[Stored records]
========================================================================

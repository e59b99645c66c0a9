use std::fmt;

use clap::Args;
use comfy_table::Table;

use common::index::DocMeta;
use fastdoc_daemon::http_server::api::client::ApiError;
use fastdoc_daemon::http_server::api::v0::docs::{ListRequest, ListResponse};

#[derive(Args, Debug, Clone)]
pub struct Ls;

#[derive(Debug)]
pub struct LsOutput {
    pub docs: Vec<DocMeta>,
}

impl fmt::Display for LsOutput {
    fn fmt(&self, f: &mut fmt::Formatter<'_>) -> fmt::Result {
        if self.docs.is_empty() {
            return write!(f, "No documents found");
        }

        let mut table = Table::new();
        table.set_header(vec!["NAME", "PATH", "TYPE", "MODIFIED"]);
        for doc in &self.docs {
            table.add_row(vec![
                doc.name.clone(),
                doc.path.clone(),
                doc.ext.clone(),
                format_mtime(doc.mtime),
            ]);
        }
        write!(f, "{table}")
    }
}

fn format_mtime(mtime: u64) -> String {
    chrono::DateTime::from_timestamp_millis(mtime as i64)
        .map(|dt| dt.format("%Y-%m-%d %H:%M").to_string())
        .unwrap_or_else(|| "-".to_string())
}

#[derive(Debug, thiserror::Error)]
pub enum LsError {
    #[error("API error: {0}")]
    Api(#[from] ApiError),
}

#[async_trait::async_trait]
impl crate::cli::op::Op for Ls {
    type Error = LsError;
    type Output = LsOutput;

    async fn execute(&self, ctx: &crate::cli::op::OpContext) -> Result<Self::Output, Self::Error> {
        let mut client = ctx.client.clone();
        let response: ListResponse = client.call(ListRequest {}).await?;

        Ok(LsOutput {
            docs: response.docs,
        })
    }
}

========================================================================

HOW TO COMPLETE THIS TASK - Set down each line exactly as it appears in the data.

SOLUTION FOR THIS TASK -
repository e59b99645c66c0a9
use std::fmt;

use clap::Args;
use comfy_table::Table;

use common::index::DocMeta;
use fastdoc_daemon::http_server::api::client::ApiError;
use fastdoc_daemon::http_server::api::v0::docs::{ListRequest, ListResponse};

#[derive(Args, Debug, Clone)]
pub struct Ls;

#[derive(Debug)]
pub struct LsOutput {
    pub docs: Vec<DocMeta>,
}

impl fmt::Display for LsOutput {
    fn fmt(&self, f: &mut fmt::Formatter<'_>) -> fmt::Result {
        if self.docs.is_empty() {
            return write!(f, "No documents found");
        }

        let mut table = Table::new();
        table.set_header(vec!["NAME", "PATH", "TYPE", "MODIFIED"]);
        for doc in &self.docs {
            table.add_row(vec![
                doc.name.clone(),
                doc.path.clone(),
                doc.ext.clone(),
                format_mtime(doc.mtime),
            ]);
        }
        write!(f, "{table}")
    }
}

fn format_mtime(mtime: u64) -> String {
    chrono::DateTime::from_timestamp_millis(mtime as i64)
        .map(|dt| dt.format("%Y-%m-%d %H:%M").to_string())
        .unwrap_or_else(|| "-".to_string())
}

#[derive(Debug, thiserror::Error)]
pub enum LsError {
    #[error("API error: {0}")]
    Api(#[from] ApiError),
}

#[async_trait::async_trait]
impl crate::cli::op::Op for Ls {
    type Error = LsError;
    type Output = LsOutput;

    async fn execute(&self, ctx: &crate::cli::op::OpContext) -> Result<Self::Output, Self::Error> {
        let mut client = ctx.client.clone();
        let response: ListResponse = client.call(ListRequest {}).await?;

        Ok(LsOutput {
            docs: response.docs,
        })
    }
}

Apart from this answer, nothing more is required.